Trompeta Toccato didn’t suddenly came out of the blue. Both Dorham’s albums that preceded it, Matador (with Jackie McLean) and Una Mas broadened the horizons of the trumpeter. Dorham had cooperated with Joe Henderson as well, notably on the abovementioned Una Mas and Henderson’s dates Page One (that included the oft-covered Dorham winner Blue Bossa), Our Thing and In & Out, a title that suggests the same modus operandi as Trompeta Toccata. A key figure on a lot of Blue Note’s vanguard sessions (A series of Andrew Hill albums, Joe Henderson’s In & Out, Booker Ervin’s The Freedom Book) and the iconic Out To Lunch from Eric Dolphy) is the brilliant bassist Richard Davis. Davis’s cutting edge bass playing, including virtuoso sliding technique, is strongly featured on Trompeta Toccata. His work on the title track, advanced but firm and coherent at the same time, is a gas. The contrast between the experiments of Davis and Tommy Flanagan’s impressionistic voicings is very enjoyable.

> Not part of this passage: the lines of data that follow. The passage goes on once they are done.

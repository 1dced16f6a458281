use std::path::PathBuf;

use clap::{Args, Parser, Subcommand, builder::BoolishValueParser};

/// Command-line arguments for the storefront offline gateway.
#[derive(Debug, Parser)]
#[command(
    name = "storefront-offline",
    version,
    about = "Offline cache gateway for the storefront"
)]
pub struct CliArgs {
    /// Optional path to a configuration file.
    #[arg(
        long = "config-file",
        env = "STOREFRONT_OFFLINE_CONFIG_FILE",
        value_name = "PATH"
    )]
    pub config_file: Option<PathBuf>,

    #[command(subcommand)]
    pub command: Option<Command>,
}

#[derive(Debug, Subcommand, Clone)]
pub enum Command {
    /// Run the public and admin listeners.
    Serve(Box<ServeArgs>),
    /// Fetch the precache manifest from the upstream and report, without serving.
    Precache(PrecacheArgs),
}

#[derive(Debug, Args, Default, Clone)]
pub struct ServeArgs {
    #[command(flatten)]
    pub overrides: ServeOverrides,
}

#[derive(Debug, Args, Default, Clone)]
pub struct PrecacheArgs {
    #[command(flatten)]
    pub upstream: UpstreamOverrides,
}

#[derive(Debug, Args, Default, Clone)]
pub struct UpstreamOverrides {
    /// Override the upstream storefront base URL.
    #[arg(long = "upstream-url", value_name = "URL")]
    pub upstream_url: Option<String>,

    /// Override the upstream request timeout.
    #[arg(long = "upstream-timeout-seconds", value_name = "SECONDS")]
    pub upstream_timeout_seconds: Option<u64>,
}

#[derive(Debug, Args, Default, Clone)]
pub struct ServeOverrides {
    #[command(flatten)]
    pub upstream: UpstreamOverrides,

    /// Override the public listener host.
    #[arg(long = "server-host", value_name = "HOST")]
    pub server_host: Option<String>,

    /// Override the administrative listener host.
    #[arg(long = "server-admin-host", value_name = "HOST")]
    pub server_admin_host: Option<String>,

    /// Override the public listener port.
    #[arg(long = "server-public-port", value_name = "PORT")]
    pub public_port: Option<u16>,

    /// Override the administrative listener port.
    #[arg(long = "server-admin-port", value_name = "PORT")]
    pub admin_port: Option<u16>,

    /// Override the graceful shutdown timeout.
    #[arg(long = "server-graceful-shutdown-seconds", value_name = "SECONDS")]
    pub server_graceful_shutdown_seconds: Option<u64>,

    /// Override the maximum intercepted request body size in bytes.
    #[arg(long = "server-max-body-bytes", value_name = "BYTES")]
    pub server_max_body_bytes: Option<u64>,

    /// Override the base log level (trace|debug|info|warn|error).
    #[arg(long = "log-level", value_name = "LEVEL")]
    pub log_level: Option<String>,

    /// Toggle JSON logging.
    #[arg(
        long = "log-json",
        value_name = "BOOL",
        value_parser = BoolishValueParser::new()
    )]
    pub log_json: Option<bool>,

    /// Override the origin the worker controls.
    #[arg(long = "worker-scope", value_name = "URL")]
    pub worker_scope: Option<String>,

    /// Override the static partition name.
    #[arg(long = "worker-static-partition", value_name = "NAME")]
    pub worker_static_partition: Option<String>,

    /// Override the dynamic partition name.
    #[arg(long = "worker-dynamic-partition", value_name = "NAME")]
    pub worker_dynamic_partition: Option<String>,
}
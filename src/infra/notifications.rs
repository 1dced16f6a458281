use std::collections::VecDeque;
use std::num::NonZeroUsize;
use std::sync::RwLock;

use async_trait::async_trait;
use tracing::{debug, info};
use uuid::Uuid;

use crate::cache::{rw_read, rw_write};
use crate::worker::{Notification, Notifier, NotifyError};

const SOURCE: &str = "infra::notifications";

pub const DEFAULT_RETAINED_NOTIFICATIONS: usize = 64;

/// Notifications currently on display, oldest first. At capacity the oldest
/// one is dismissed to make room.
pub struct NotificationCenter {
    shown: RwLock<VecDeque<Notification>>,
    limit: NonZeroUsize,
}

impl Default for NotificationCenter {
    fn default() -> Self {
        Self::with_limit(
            NonZeroUsize::new(DEFAULT_RETAINED_NOTIFICATIONS).unwrap_or(NonZeroUsize::MIN),
        )
    }
}

impl NotificationCenter {
    pub fn new() -> Self {
        Self::default()
    }

    pub fn with_limit(limit: NonZeroUsize) -> Self {
        Self {
            shown: RwLock::new(VecDeque::new()),
            limit,
        }
    }

    pub fn list(&self) -> Vec<Notification> {
        rw_read(&self.shown, SOURCE, "list").iter().cloned().collect()
    }
}

#[async_trait]
impl Notifier for NotificationCenter {
    async fn show(&self, notification: Notification) -> Result<(), NotifyError> {
        info!(notification = %notification.id, title = %notification.title, "Showing notification");
        let mut shown = rw_write(&self.shown, SOURCE, "show");
        if shown.len() >= self.limit.get() {
            if let Some(dismissed) = shown.pop_front() {
                debug!(notification = %dismissed.id, "Dismissed oldest notification");
            }
        }
        shown.push_back(notification);
        Ok(())
    }

    async fn close(&self, id: Uuid) -> Result<(), NotifyError> {
        let mut shown = rw_write(&self.shown, SOURCE, "close");
        let position = shown
            .iter()
            .position(|notification| notification.id == id)
            .ok_or(NotifyError::UnknownNotification(id))?;
        shown.remove(position);
        Ok(())
    }
}
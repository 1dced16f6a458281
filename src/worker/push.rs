//! Push notifications and notification clicks.

use async_trait::async_trait;
use serde::Serialize;
use thiserror::Error;
use time::OffsetDateTime;
use uuid::Uuid;

use super::config::NotificationConfig;

pub const EXPLORE_ACTION: &str = "explore";
pub const CLOSE_ACTION: &str = "close";

#[derive(Debug, Clone, PartialEq, Serialize)]
pub struct Notification {
    pub id: Uuid,
    pub title: String,
    pub body: String,
    pub icon: String,
    pub badge: String,
    pub vibrate: Vec<u32>,
    pub data: NotificationData,
    pub actions: Vec<NotificationAction>,
}

#[derive(Debug, Clone, PartialEq, Serialize)]
pub struct NotificationData {
    #[serde(with = "time::serde::rfc3339")]
    pub date_of_arrival: OffsetDateTime,
    pub primary_key: u64,
}

#[derive(Debug, Clone, PartialEq, Eq, Serialize)]
pub struct NotificationAction {
    pub action: String,
    pub title: String,
    pub icon: String,
}

impl Notification {
    /// Build the notification shown for a push with `payload`.
    pub fn from_push(config: &NotificationConfig, payload: Option<&[u8]>) -> Self {
        let action = |action: &str, title: &str| NotificationAction {
            action: action.to_string(),
            title: title.to_string(),
            icon: config.icon.clone(),
        };

        Self {
            id: Uuid::new_v4(),
            title: config.title.clone(),
            body: payload_text(payload, &config.default_body),
            icon: config.icon.clone(),
            badge: config.badge.clone(),
            vibrate: config.vibrate.clone(),
            data: NotificationData {
                date_of_arrival: OffsetDateTime::now_utc(),
                primary_key: config.primary_key,
            },
            actions: vec![action(EXPLORE_ACTION, "View"), action(CLOSE_ACTION, "Close")],
        }
    }
}

/// Decode a push payload as UTF-8 text.
///
/// Absent, blank or undecodable payloads fall back to `default` instead of
/// failing the push.
pub fn payload_text(payload: Option<&[u8]>, default: &str) -> String {
    payload
        .and_then(|bytes| std::str::from_utf8(bytes).ok())
        .map(str::trim)
        .filter(|text| !text.is_empty())
        .map_or_else(|| default.to_string(), str::to_string)
}

/// What a notification click led to.
#[derive(Debug, Clone, PartialEq, Eq, Serialize)]
#[serde(tag = "outcome", rename_all = "snake_case")]
pub enum ClickOutcome {
    Opened { url: String },
    Dismissed,
}

#[derive(Debug, Error)]
pub enum NotifyError {
    #[error("notification `{0}` does not exist")]
    UnknownNotification(Uuid),
    #[error("notification could not be displayed: {0}")]
    Display(String),
}

/// User-visible notification surface.
#[async_trait]
pub trait Notifier: Send + Sync {
    async fn show(&self, notification: Notification) -> Result<(), NotifyError>;

    async fn close(&self, id: Uuid) -> Result<(), NotifyError>;
}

Meanwhile Dorham and Henderson are preoccupied with the melody, stressing staccato runs that start or finish with unexpected notes. Dorham’s husky edge and playful growls mix well with Joe Henderson’s virile, angular phrases. Dorham had been a premier advocate of the Carribean theme in jazz since the early fifties. The title track, consisting of a contagious 6/8 rhythm pattern, is one of his liveliest performances.

Joe Henderson’s Mamacita is equally catching. It’s a more mellow, less pithy take than Henderson’s re-visit on his 1967 Milestone album The Kicker. The medium-tempo Night Watch’s elaborate structure doesn’t take anything away from its unmistakable blues feeling. Dorham sprinkles the landscape of the fast-paced The Fox with a shower of elegant, fluent lines.

I like the fact that Blue Note resisted the temptation to go for a hit record by putting a more straightforward danceable track like Mamacita at the start of the album, as the label often did. (which worked out pretty swell, by the way) But for Dorham’s album, Blue Note favored the lengthy title track as the opener. It immediately states Dorham’s intentions and attributes to the album’s coherence. I’m fond of the album’s brisk, ebullient atmosphere.

Unfortunately, it was Kenny Dorham’s last album as a leader. In hindsight, the underappreciated Dorham, ‘the uncrowned king of the trumpet’, as Art Blakey so aptly put it in his 1955 live show introductions for the original Jazz Messengers (as captured on Live At The Bohemia I & II), was ready for public acceptance. More than ready, having stood at the helm of bebop alongside Charlie Parker in the late forties and early fifties and with a batch of classic albums as Afro-Cuban and Quiet Kenny and sideman appearances on a series of outstanding hard bop recordings in his pocket. Instead, Dorham slid into obscurity and untimely passed away in 1972 due to kidney disease.

But if you’re going to have a swan song, Trompeta Toccata more than qualifies.